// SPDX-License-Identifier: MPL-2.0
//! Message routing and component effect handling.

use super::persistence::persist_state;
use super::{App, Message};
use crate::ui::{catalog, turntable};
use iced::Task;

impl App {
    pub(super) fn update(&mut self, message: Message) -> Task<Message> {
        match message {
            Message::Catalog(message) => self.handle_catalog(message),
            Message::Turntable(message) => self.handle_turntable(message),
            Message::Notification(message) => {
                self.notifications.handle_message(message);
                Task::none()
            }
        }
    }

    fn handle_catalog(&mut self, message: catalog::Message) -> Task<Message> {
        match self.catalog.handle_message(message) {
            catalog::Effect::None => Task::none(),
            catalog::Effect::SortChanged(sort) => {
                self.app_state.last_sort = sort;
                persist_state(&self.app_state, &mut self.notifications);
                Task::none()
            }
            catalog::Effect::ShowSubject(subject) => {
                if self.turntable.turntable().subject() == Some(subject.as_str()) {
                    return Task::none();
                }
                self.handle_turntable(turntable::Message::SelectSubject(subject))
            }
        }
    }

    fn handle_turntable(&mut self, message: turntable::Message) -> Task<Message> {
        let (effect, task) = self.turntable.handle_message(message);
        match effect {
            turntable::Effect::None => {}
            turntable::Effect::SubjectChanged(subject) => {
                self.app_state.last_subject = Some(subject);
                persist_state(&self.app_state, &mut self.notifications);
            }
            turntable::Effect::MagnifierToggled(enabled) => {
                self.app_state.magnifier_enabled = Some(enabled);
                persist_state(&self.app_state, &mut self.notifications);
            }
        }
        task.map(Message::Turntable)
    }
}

|---|

» **What is being asked**: Repeat each entry above, keeping every word exact.

» **Response to this exercise**:
// SPDX-License-Identifier: MPL-2.0
//! Message routing and component effect handling.

use super::persistence::persist_state;
use super::{App, Message};
use crate::ui::{catalog, turntable};
use iced::Task;

impl App {
    pub(super) fn update(&mut self, message: Message) -> Task<Message> {
        match message {
            Message::Catalog(message) => self.handle_catalog(message),
            Message::Turntable(message) => self.handle_turntable(message),
            Message::Notification(message) => {
                self.notifications.handle_message(message);
                Task::none()
            }
        }
    }

    fn handle_catalog(&mut self, message: catalog::Message) -> Task<Message> {
        match self.catalog.handle_message(message) {
            catalog::Effect::None => Task::none(),
            catalog::Effect::SortChanged(sort) => {
                self.app_state.last_sort = sort;
                persist_state(&self.app_state, &mut self.notifications);
                Task::none()
            }
            catalog::Effect::ShowSubject(subject) => {
                if self.turntable.turntable().subject() == Some(subject.as_str()) {
                    return Task::none();
                }
                self.handle_turntable(turntable::Message::SelectSubject(subject))
            }
        }
    }

    fn handle_turntable(&mut self, message: turntable::Message) -> Task<Message> {
        let (effect, task) = self.turntable.handle_message(message);
        match effect {
            turntable::Effect::None => {}
            turntable::Effect::SubjectChanged(subject) => {
                self.app_state.last_subject = Some(subject);
                persist_state(&self.app_state, &mut self.notifications);
            }
            turntable::Effect::MagnifierToggled(enabled) => {
                self.app_state.magnifier_enabled = Some(enabled);
                persist_state(&self.app_state, &mut self.notifications);
            }
        }
        task.map(Message::Turntable)
    }
}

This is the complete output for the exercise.